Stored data
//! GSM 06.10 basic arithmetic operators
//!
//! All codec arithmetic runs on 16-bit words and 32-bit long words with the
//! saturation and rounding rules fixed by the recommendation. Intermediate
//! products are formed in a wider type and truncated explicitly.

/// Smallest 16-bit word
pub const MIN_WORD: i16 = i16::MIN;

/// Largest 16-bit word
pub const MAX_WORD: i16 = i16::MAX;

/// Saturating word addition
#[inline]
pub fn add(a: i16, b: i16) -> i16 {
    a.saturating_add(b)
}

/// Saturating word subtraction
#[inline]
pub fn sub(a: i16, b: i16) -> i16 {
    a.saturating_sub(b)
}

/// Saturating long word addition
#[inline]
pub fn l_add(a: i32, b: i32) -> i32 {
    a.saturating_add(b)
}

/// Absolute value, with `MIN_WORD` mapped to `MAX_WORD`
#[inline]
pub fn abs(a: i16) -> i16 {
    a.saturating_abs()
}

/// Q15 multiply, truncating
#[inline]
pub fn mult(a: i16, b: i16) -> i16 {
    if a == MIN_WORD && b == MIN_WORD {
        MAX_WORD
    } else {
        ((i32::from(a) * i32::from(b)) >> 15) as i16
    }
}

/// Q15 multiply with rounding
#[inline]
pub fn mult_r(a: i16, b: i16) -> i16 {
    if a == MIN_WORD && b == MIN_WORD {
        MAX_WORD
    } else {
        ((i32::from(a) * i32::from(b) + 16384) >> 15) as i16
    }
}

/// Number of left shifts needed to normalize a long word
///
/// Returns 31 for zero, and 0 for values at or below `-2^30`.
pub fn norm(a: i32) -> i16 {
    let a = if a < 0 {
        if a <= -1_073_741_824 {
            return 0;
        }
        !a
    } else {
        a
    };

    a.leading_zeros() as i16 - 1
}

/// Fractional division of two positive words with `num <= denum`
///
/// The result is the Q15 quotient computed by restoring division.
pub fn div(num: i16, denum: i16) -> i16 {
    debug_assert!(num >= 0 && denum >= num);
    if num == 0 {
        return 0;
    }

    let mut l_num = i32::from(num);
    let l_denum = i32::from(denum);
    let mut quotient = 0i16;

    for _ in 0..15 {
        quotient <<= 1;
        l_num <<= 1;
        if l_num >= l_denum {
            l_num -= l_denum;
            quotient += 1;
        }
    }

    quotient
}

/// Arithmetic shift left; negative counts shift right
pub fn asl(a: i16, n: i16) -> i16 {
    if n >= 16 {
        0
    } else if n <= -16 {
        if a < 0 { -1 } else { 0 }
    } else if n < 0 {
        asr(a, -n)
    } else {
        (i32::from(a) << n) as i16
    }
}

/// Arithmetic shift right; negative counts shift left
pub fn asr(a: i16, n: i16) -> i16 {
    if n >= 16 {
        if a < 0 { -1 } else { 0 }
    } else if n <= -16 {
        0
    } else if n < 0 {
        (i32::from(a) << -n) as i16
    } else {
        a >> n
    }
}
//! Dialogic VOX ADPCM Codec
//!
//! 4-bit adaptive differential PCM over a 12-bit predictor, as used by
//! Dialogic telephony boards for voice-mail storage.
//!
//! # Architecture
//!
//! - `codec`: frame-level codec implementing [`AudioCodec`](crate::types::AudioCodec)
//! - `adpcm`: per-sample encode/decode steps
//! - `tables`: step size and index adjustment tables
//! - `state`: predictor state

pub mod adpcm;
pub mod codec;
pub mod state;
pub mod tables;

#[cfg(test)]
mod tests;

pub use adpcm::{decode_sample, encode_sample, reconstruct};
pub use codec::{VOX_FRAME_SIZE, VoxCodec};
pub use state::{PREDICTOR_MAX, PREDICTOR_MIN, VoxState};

# Exercise description
Scan the records above for the string "from", then select every line that holds it.

# Written solution
        ((i32::from(a) * i32::from(b)) >> 15) as i16
        ((i32::from(a) * i32::from(b) + 16384) >> 15) as i16
    let mut l_num = i32::from(num);
    let l_denum = i32::from(denum);
        (i32::from(a) << n) as i16
        (i32::from(a) << -n) as i16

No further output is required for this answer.